*EXERCISE*. A verbatim reproduction of the lines below, from the line containing "command_buffers: cmds" through the line containing "let engine_name = std::ffi::CString::new(engine_name).unwrap();", both ends included, is the whole required output.

*RECORD EXCERPTS*.

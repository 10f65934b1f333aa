use std::rc::Rc;

use ash::vk;

use crate::{
    foundation::{debug_messenger::DebugType, device::GfxDevice},
    gfx::Gfx,
    resources::image::GfxImage,
};

pub struct GfxImageView {
    handle: vk::ImageView,

    device: Rc<GfxDevice>,
}

impl DebugType for GfxImageView {
    fn debug_type_name() -> &'static str {
        "GfxImageView"
    }
    fn vk_handle(&self) -> impl vk::Handle {
        self.handle
    }
}

// new & destroy
impl GfxImageView {
    pub fn new_2d(gfx: &Gfx, image: &GfxImage, aspect: vk::ImageAspectFlags, debug_name: &str) -> Self {
        let view_ci = vk::ImageViewCreateInfo::default()
            .image(image.handle())
            .view_type(vk::ImageViewType::TYPE_2D)
            .format(image.format())
            .subresource_range(vk::ImageSubresourceRange {
                aspect_mask: aspect,
                base_mip_level: 0,
                level_count: 1,
                base_array_layer: 0,
                layer_count: 1,
            });

        let handle = unsafe { gfx.device.create_image_view(&view_ci, None).unwrap() };

        let view = Self { handle, device: gfx.device.clone() };
        gfx.device.set_debug_name(&view, debug_name);
        view
    }

    pub fn destroy(self) {
        unsafe {
            self.device.destroy_image_view(self.handle, None);
        }
    }
}

// getter
impl GfxImageView {
    #[inline]
    pub fn handle(&self) -> vk::ImageView {
        self.handle
    }
}
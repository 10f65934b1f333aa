use std::rc::Rc;

use ash::vk;
use itertools::Itertools;

use crate::{
    commands::{barrier::GfxImageBarrier, command_pool::GfxCommandPool},
    foundation::{debug_messenger::DebugType, device::GfxDevice},
    resources::buffer::GfxBuffer,
};

/// # Destroy
/// command buffer 的资源随 pool reset/destroy 回收，可以 Clone
#[derive(Clone)]
pub struct GfxCommandBuffer {
    handle: vk::CommandBuffer,
    pool: vk::CommandPool,

    device: Rc<GfxDevice>,
}

impl DebugType for GfxCommandBuffer {
    fn debug_type_name() -> &'static str {
        "GfxCommandBuffer"
    }
    fn vk_handle(&self) -> impl vk::Handle {
        self.handle
    }
}

// new & free
impl GfxCommandBuffer {
    pub fn new(device: Rc<GfxDevice>, pool: Rc<GfxCommandPool>, debug_name: &str) -> Self {
        let alloc_info = vk::CommandBufferAllocateInfo::default()
            .command_pool(pool.handle())
            .level(vk::CommandBufferLevel::PRIMARY)
            .command_buffer_count(1);

        let handle = unsafe { device.allocate_command_buffers(&alloc_info).unwrap()[0] };

        let cmd = Self {
            handle,
            pool: pool.handle(),
            device: device.clone(),
        };
        device.set_debug_name(&cmd, debug_name);
        cmd
    }

    pub fn free(self) {
        unsafe {
            self.device.free_command_buffers(self.pool, std::slice::from_ref(&self.handle));
        }
    }
}

// getter
impl GfxCommandBuffer {
    #[inline]
    pub fn handle(&self) -> vk::CommandBuffer {
        self.handle
    }
}

// 录制控制
impl GfxCommandBuffer {
    pub fn begin(&self, usage_flag: vk::CommandBufferUsageFlags) {
        unsafe {
            self.device
                .begin_command_buffer(self.handle, &vk::CommandBufferBeginInfo::default().flags(usage_flag))
                .unwrap();
        }
    }

    #[inline]
    pub fn end(&self) {
        unsafe { self.device.end_command_buffer(self.handle).unwrap() }
    }
}

// 同步命令
impl GfxCommandBuffer {
    pub fn image_memory_barrier(&self, dependency_flags: vk::DependencyFlags, barriers: &[GfxImageBarrier]) {
        let raw_barriers = barriers.iter().map(|b| b.as_raw()).collect_vec();
        let dependency_info = vk::DependencyInfo::default()
            .dependency_flags(dependency_flags)
            .image_memory_barriers(&raw_barriers);
        unsafe {
            self.device.cmd_pipeline_barrier2(self.handle, &dependency_info);
        }
    }
}

// transfer 类型的命令
impl GfxCommandBuffer {
    #[inline]
    pub fn cmd_copy_buffer(&self, src: &GfxBuffer, dst: &GfxBuffer, regions: &[vk::BufferCopy]) {
        unsafe {
            self.device.cmd_copy_buffer(self.handle, src.vk_buffer(), dst.vk_buffer(), regions);
        }
    }
}

// compute 类型的命令
impl GfxCommandBuffer {
    #[inline]
    pub fn bind_compute_pipeline(&self, pipeline: vk::Pipeline) {
        unsafe {
            self.device.cmd_bind_pipeline(self.handle, vk::PipelineBindPoint::COMPUTE, pipeline);
        }
    }

    #[inline]
    pub fn bind_compute_descriptor_sets(
        &self,
        layout: vk::PipelineLayout,
        first_set: u32,
        sets: &[vk::DescriptorSet],
    ) {
        unsafe {
            self.device.cmd_bind_descriptor_sets(
                self.handle,
                vk::PipelineBindPoint::COMPUTE,
                layout,
                first_set,
                sets,
                &[],
            );
        }
    }

    #[inline]
    pub fn dispatch(&self, group_count: glam::UVec3) {
        unsafe {
            self.device.cmd_dispatch(self.handle, group_count.x, group_count.y, group_count.z);
        }
    }
}

// graphics 类型的命令
impl GfxCommandBuffer {
    #[inline]
    pub fn begin_rendering(&self, rendering_info: &vk::RenderingInfo) {
        unsafe {
            self.device.cmd_begin_rendering(self.handle, rendering_info);
        }
    }

    #[inline]
    pub fn end_rendering(&self) {
        unsafe {
            self.device.cmd_end_rendering(self.handle);
        }
    }

    #[inline]
    pub fn bind_graphics_pipeline(&self, pipeline: vk::Pipeline) {
        unsafe {
            self.device.cmd_bind_pipeline(self.handle, vk::PipelineBindPoint::GRAPHICS, pipeline);
        }
    }

    #[inline]
    pub fn bind_graphics_descriptor_sets(
        &self,
        layout: vk::PipelineLayout,
        first_set: u32,
        sets: &[vk::DescriptorSet],
    ) {
        unsafe {
            self.device.cmd_bind_descriptor_sets(
                self.handle,
                vk::PipelineBindPoint::GRAPHICS,
                layout,
                first_set,
                sets,
                &[],
            );
        }
    }

    #[inline]
    pub fn bind_vertex_buffers(&self, first_binding: u32, buffers: &[vk::Buffer], offsets: &[vk::DeviceSize]) {
        unsafe {
            self.device.cmd_bind_vertex_buffers(self.handle, first_binding, buffers, offsets);
        }
    }

    #[inline]
    pub fn bind_index_buffer(&self, buffer: vk::Buffer, offset: vk::DeviceSize, index_type: vk::IndexType) {
        unsafe {
            self.device.cmd_bind_index_buffer(self.handle, buffer, offset, index_type);
        }
    }

    #[inline]
    pub fn set_viewport(&self, viewport: vk::Viewport) {
        unsafe {
            self.device.cmd_set_viewport(self.handle, 0, std::slice::from_ref(&viewport));
        }
    }

    #[inline]
    pub fn set_scissor(&self, scissor: vk::Rect2D) {
        unsafe {
            self.device.cmd_set_scissor(self.handle, 0, std::slice::from_ref(&scissor));
        }
    }

    #[inline]
    pub fn draw(&self, vertex_count: u32, instance_count: u32, first_vertex: u32, first_instance: u32) {
        unsafe {
            self.device.cmd_draw(self.handle, vertex_count, instance_count, first_vertex, first_instance);
        }
    }

    #[inline]
    pub fn draw_indexed(&self, index_count: u32, first_index: u32, vertex_offset: i32) {
        unsafe {
            self.device.cmd_draw_indexed(self.handle, index_count, 1, first_index, vertex_offset, 0);
        }
    }
}

// push constant
impl GfxCommandBuffer {
    #[inline]
    pub fn push_constants(
        &self,
        layout: vk::PipelineLayout,
        stages: vk::ShaderStageFlags,
        offset: u32,
        data: &[u8],
    ) {
        unsafe {
            self.device.cmd_push_constants(self.handle, layout, stages, offset, data);
        }
    }
}
use ash::vk;
use itertools::Itertools;

use crate::commands::{command_buffer::GfxCommandBuffer, semaphore::GfxSemaphore};

/// 对 vk::SubmitInfo2 的封装，持有 semaphore/command buffer 的 submit info 内存
pub struct GfxSubmitInfo {
    command_buffers: Vec<vk::CommandBufferSubmitInfo<'static>>,
    wait_semaphores: Vec<vk::SemaphoreSubmitInfo<'static>>,
    signal_semaphores: Vec<vk::SemaphoreSubmitInfo<'static>>,
}

impl GfxSubmitInfo {
    pub fn new(cmds: &[GfxCommandBuffer]) -> Self {
        Self {
            command_buffers: cmds
                .iter()
                .map(|c| vk::CommandBufferSubmitInfo::default().command_buffer(c.handle()))
                .collect_vec(),
            wait_semaphores: Vec::new(),
            signal_semaphores: Vec::new(),
        }
    }

    pub fn wait(mut self, semaphore: &GfxSemaphore, stage: vk::PipelineStageFlags2) -> Self {
        self.wait_semaphores
            .push(vk::SemaphoreSubmitInfo::default().semaphore(semaphore.handle()).stage_mask(stage));
        self
    }

    pub fn signal(mut self, semaphore: &GfxSemaphore, stage: vk::PipelineStageFlags2) -> Self {
        self.signal_semaphores
            .push(vk::SemaphoreSubmitInfo::default().semaphore(semaphore.handle()).stage_mask(stage));
        self
    }

    /// 注意：返回值引用了 self 的内存，self 必须活到 queue submit 调用之后
    pub fn as_raw(&self) -> vk::SubmitInfo2<'_> {
        vk::SubmitInfo2::default()
            .command_buffer_infos(&self.command_buffers)
            .wait_semaphore_infos(&self.wait_semaphores)
            .signal_semaphore_infos(&self.signal_semaphores)
    }
}
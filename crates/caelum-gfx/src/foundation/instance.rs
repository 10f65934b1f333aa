use std::ffi::CStr;

use ash::vk;
use itertools::Itertools;

use crate::foundation::debug_messenger::GfxDebugMessenger;

pub struct GfxInstance {
    pub handle: ash::Instance,
}

// new & init
impl GfxInstance {
    pub fn new(entry: &ash::Entry, app_name: &str, engine_name: &str, extra_exts: Vec<&'static CStr>) -> Self {
        let app_name = std::ffi::CString::new(app_name).unwrap();
        let engine_name = std::ffi::CString::new(engine_name).unwrap();
        let app_info = vk::ApplicationInfo::default()
            .application_name(app_name.as_c_str())
            .engine_name(engine_name.as_c_str())
            .api_version(vk::API_VERSION_1_3);

        let mut exts = extra_exts;
        exts.push(ash::ext::debug_utils::NAME);

        let ext_ptrs = exts.iter().map(|e| e.as_ptr()).collect_vec();
        log::info!("instance exts: {:?}", exts);

        // validation layer 只在 debug 下开启
        let layers: Vec<*const std::os::raw::c_char> = if cfg!(debug_assertions) {
            vec![c"VK_LAYER_KHRONOS_validation".as_ptr()]
        } else {
            vec![]
        };

        let mut debug_ci = GfxDebugMessenger::debug_messenger_ci();
        let instance_ci = vk::InstanceCreateInfo::default()
            .application_info(&app_info)
            .enabled_extension_names(&ext_ptrs)
            .enabled_layer_names(&layers)
            .push_next(&mut debug_ci);

        let handle = unsafe { entry.create_instance(&instance_ci, None).expect("failed to create vk instance") };

        Self { handle }
    }

    pub fn destroy(self) {
        unsafe {
            self.handle.destroy_instance(None);
        }
    }
}
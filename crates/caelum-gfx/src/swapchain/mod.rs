pub mod surface;
pub mod swapchain;

/// swapchain 与当前 surface 尺寸不匹配，需要 wait idle 后重建
///
/// acquire/present 返回它而不是 panic：窗口 resize 是正常事件，不是错误
#[derive(Clone, Copy, PartialEq, Eq, Debug)]
pub struct NeedsRecreate;

impl std::fmt::Display for NeedsRecreate {
    fn fmt(&self, f: &mut std::fmt::Formatter<'_>) -> std::fmt::Result {
        write!(f, "swapchain needs recreate")
    }
}

impl std::error::Error for NeedsRecreate {}
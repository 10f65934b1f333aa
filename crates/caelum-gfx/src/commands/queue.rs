use std::rc::Rc;

use ash::vk;
use itertools::Itertools;

use crate::{
    commands::{command_buffer::GfxCommandBuffer, fence::GfxFence, submit_info::GfxSubmitInfo},
    foundation::device::GfxDevice,
};

/// 队列封装
///
/// 队列提交必须外部串行化：不允许两个线程同时向同一个 queue 提交
pub struct GfxQueue {
    handle: vk::Queue,
    queue_family_index: u32,

    device: Rc<GfxDevice>,
}

// new
impl GfxQueue {
    pub fn new(device: Rc<GfxDevice>, queue_family_index: u32, queue_index: u32) -> Self {
        let handle = unsafe { device.get_device_queue(queue_family_index, queue_index) };
        Self {
            handle,
            queue_family_index,
            device,
        }
    }
}

// getter
impl GfxQueue {
    #[inline]
    pub fn handle(&self) -> vk::Queue {
        self.handle
    }

    #[inline]
    pub fn queue_family_index(&self) -> u32 {
        self.queue_family_index
    }
}

// tools
impl GfxQueue {
    pub fn submit(&self, batches: Vec<GfxSubmitInfo>, fence: Option<&GfxFence>) {
        unsafe {
            // batches 的存在是有必要的，submit_infos 引用的是 batches 的内存
            let submit_infos = batches.iter().map(|b| b.as_raw()).collect_vec();

            self.device
                .queue_submit2(self.handle, &submit_infos, fence.map_or(vk::Fence::null(), |f| f.handle()))
                .unwrap();
        }
    }

    /// 不带 semaphore 依赖的提交
    #[inline]
    pub fn submit_cmds(&self, cmds: &[GfxCommandBuffer], fence: Option<&GfxFence>) {
        self.submit(vec![GfxSubmitInfo::new(cmds)], fence);
    }

    /// 根据 specification，vkQueueWaitIdle 应该和 Fence 效率相同
    #[inline]
    pub fn wait_idle(&self) {
        unsafe { self.device.queue_wait_idle(self.handle).unwrap() }
    }
}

*ANSWER*.
            command_buffers: cmds
                .iter()
                .map(|c| vk::CommandBufferSubmitInfo::default().command_buffer(c.handle()))
                .collect_vec(),
            wait_semaphores: Vec::new(),
            signal_semaphores: Vec::new(),
        }
    }

    pub fn wait(mut self, semaphore: &GfxSemaphore, stage: vk::PipelineStageFlags2) -> Self {
        self.wait_semaphores
            .push(vk::SemaphoreSubmitInfo::default().semaphore(semaphore.handle()).stage_mask(stage));
        self
    }

    pub fn signal(mut self, semaphore: &GfxSemaphore, stage: vk::PipelineStageFlags2) -> Self {
        self.signal_semaphores
            .push(vk::SemaphoreSubmitInfo::default().semaphore(semaphore.handle()).stage_mask(stage));
        self
    }

    /// 注意：返回值引用了 self 的内存，self 必须活到 queue submit 调用之后
    pub fn as_raw(&self) -> vk::SubmitInfo2<'_> {
        vk::SubmitInfo2::default()
            .command_buffer_infos(&self.command_buffers)
            .wait_semaphore_infos(&self.wait_semaphores)
            .signal_semaphore_infos(&self.signal_semaphores)
    }
}
filename crates/caelum-gfx/src/foundation/instance.rs
repository 10f65934b1f333aa
use std::ffi::CStr;

use ash::vk;
use itertools::Itertools;

use crate::foundation::debug_messenger::GfxDebugMessenger;

pub struct GfxInstance {
    pub handle: ash::Instance,
}

// new & init
impl GfxInstance {
    pub fn new(entry: &ash::Entry, app_name: &str, engine_name: &str, extra_exts: Vec<&'static CStr>) -> Self {
        let app_name = std::ffi::CString::new(app_name).unwrap();
        let engine_name = std::ffi::CString::new(engine_name).unwrap();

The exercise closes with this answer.